Stored data entries ::
::::
use agentready_hash::sha256_hex;
use agentready_types::align::FileChange;
use anyhow::{Context, bail};
use camino::{Utf8Path, Utf8PathBuf};
use fs_err as fs;
use std::collections::BTreeMap;
use std::io::ErrorKind;
use tracing::debug;

/// Pre-apply contents of every path a fix may write.
///
/// `None` records a path that did not exist; restoring deletes it again.
/// Directories the fix had to create are removed on restore when empty.
#[derive(Debug, Clone)]
pub struct Snapshot {
    root: Utf8PathBuf,
    files: BTreeMap<Utf8PathBuf, Option<Vec<u8>>>,
    missing_dirs: Vec<Utf8PathBuf>,
}

impl Snapshot {
    pub fn capture<'a>(
        root: &Utf8Path,
        paths: impl IntoIterator<Item = &'a Utf8PathBuf>,
    ) -> anyhow::Result<Self> {
        let mut files = BTreeMap::new();
        let mut missing_dirs = Vec::new();
        for rel in paths {
            let abs = root.join(rel);
            let bytes = match fs::read(&abs) {
                Ok(b) => Some(b),
                Err(e) if e.kind() == ErrorKind::NotFound => None,
                Err(e) => return Err(e).with_context(|| format!("snapshot {rel}")),
            };
            let mut dir = rel.parent();
            while let Some(d) = dir {
                if d.as_str().is_empty() {
                    break;
                }
                if !root.join(d).exists() && !missing_dirs.contains(&d.to_path_buf()) {
                    missing_dirs.push(d.to_path_buf());
                }
                dir = d.parent();
            }
            files.insert(rel.clone(), bytes);
        }
        // Deepest first so children go before parents.
        missing_dirs.sort_by_key(|d| std::cmp::Reverse(d.components().count()));
        Ok(Self {
            root: root.to_path_buf(),
            files,
            missing_dirs,
        })
    }

    /// Puts every recorded path back to its captured state.
    ///
    /// Refuses to run once the root itself is gone, so a vanished repository
    /// is never recreated piecemeal.
    pub fn restore(&self) -> anyhow::Result<()> {
        if !self.root.is_dir() {
            bail!("repository root {} no longer exists", self.root);
        }
        for (rel, bytes) in &self.files {
            let abs = self.root.join(rel);
            match bytes {
                Some(b) => {
                    if let Some(parent) = abs.parent() {
                        fs::create_dir_all(parent)?;
                    }
                    fs::write(&abs, b).with_context(|| format!("restore {rel}"))?;
                }
                None => match fs::remove_file(&abs) {
                    Ok(()) => {}
                    Err(e) if e.kind() == ErrorKind::NotFound => {}
                    Err(e) => return Err(e).with_context(|| format!("remove {rel}")),
                },
            }
        }
        for dir in &self.missing_dirs {
            // Non-empty means something else now lives there; leave it.
            if fs::remove_dir(self.root.join(dir)).is_ok() {
                debug!(dir = %dir, "removed directory created by fix");
            }
        }
        Ok(())
    }

    /// Before/after hashes for every path whose content changed.
    pub fn changes(&self) -> anyhow::Result<Vec<FileChange>> {
        let mut out = Vec::new();
        for (rel, before) in &self.files {
            let after = match fs::read(self.root.join(rel)) {
                Ok(b) => Some(b),
                Err(e) if e.kind() == ErrorKind::NotFound => None,
                Err(e) => return Err(e).with_context(|| format!("read {rel}")),
            };
            if &after == before {
                continue;
            }
            out.push(FileChange {
                path: rel.to_string(),
                before_sha256: before.as_deref().map(sha256_hex),
                after_sha256: after.as_deref().map(sha256_hex),
            });
        }
        Ok(out)
    }
}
::::
Problem statement :: All of the entries above must be output word for word.

Response to the exercise ::
use agentready_hash::sha256_hex;
use agentready_types::align::FileChange;
use anyhow::{Context, bail};
use camino::{Utf8Path, Utf8PathBuf};
use fs_err as fs;
use std::collections::BTreeMap;
use std::io::ErrorKind;
use tracing::debug;

/// Pre-apply contents of every path a fix may write.
///
/// `None` records a path that did not exist; restoring deletes it again.
/// Directories the fix had to create are removed on restore when empty.
#[derive(Debug, Clone)]
pub struct Snapshot {
    root: Utf8PathBuf,
    files: BTreeMap<Utf8PathBuf, Option<Vec<u8>>>,
    missing_dirs: Vec<Utf8PathBuf>,
}

impl Snapshot {
    pub fn capture<'a>(
        root: &Utf8Path,
        paths: impl IntoIterator<Item = &'a Utf8PathBuf>,
    ) -> anyhow::Result<Self> {
        let mut files = BTreeMap::new();
        let mut missing_dirs = Vec::new();
        for rel in paths {
            let abs = root.join(rel);
            let bytes = match fs::read(&abs) {
                Ok(b) => Some(b),
                Err(e) if e.kind() == ErrorKind::NotFound => None,
                Err(e) => return Err(e).with_context(|| format!("snapshot {rel}")),
            };
            let mut dir = rel.parent();
            while let Some(d) = dir {
                if d.as_str().is_empty() {
                    break;
                }
                if !root.join(d).exists() && !missing_dirs.contains(&d.to_path_buf()) {
                    missing_dirs.push(d.to_path_buf());
                }
                dir = d.parent();
            }
            files.insert(rel.clone(), bytes);
        }
        // Deepest first so children go before parents.
        missing_dirs.sort_by_key(|d| std::cmp::Reverse(d.components().count()));
        Ok(Self {
            root: root.to_path_buf(),
            files,
            missing_dirs,
        })
    }

    /// Puts every recorded path back to its captured state.
    ///
    /// Refuses to run once the root itself is gone, so a vanished repository
    /// is never recreated piecemeal.
    pub fn restore(&self) -> anyhow::Result<()> {
        if !self.root.is_dir() {
            bail!("repository root {} no longer exists", self.root);
        }
        for (rel, bytes) in &self.files {
            let abs = self.root.join(rel);
            match bytes {
                Some(b) => {
                    if let Some(parent) = abs.parent() {
                        fs::create_dir_all(parent)?;
                    }
                    fs::write(&abs, b).with_context(|| format!("restore {rel}"))?;
                }
                None => match fs::remove_file(&abs) {
                    Ok(()) => {}
                    Err(e) if e.kind() == ErrorKind::NotFound => {}
                    Err(e) => return Err(e).with_context(|| format!("remove {rel}")),
                },
            }
        }
        for dir in &self.missing_dirs {
            // Non-empty means something else now lives there; leave it.
            if fs::remove_dir(self.root.join(dir)).is_ok() {
                debug!(dir = %dir, "removed directory created by fix");
            }
        }
        Ok(())
    }

    /// Before/after hashes for every path whose content changed.
    pub fn changes(&self) -> anyhow::Result<Vec<FileChange>> {
        let mut out = Vec::new();
        for (rel, before) in &self.files {
            let after = match fs::read(self.root.join(rel)) {
                Ok(b) => Some(b),
                Err(e) if e.kind() == ErrorKind::NotFound => None,
                Err(e) => return Err(e).with_context(|| format!("read {rel}")),
            };
            if &after == before {
                continue;
            }
            out.push(FileChange {
                path: rel.to_string(),
                before_sha256: before.as_deref().map(sha256_hex),
                after_sha256: after.as_deref().map(sha256_hex),
            });
        }
        Ok(out)
    }
}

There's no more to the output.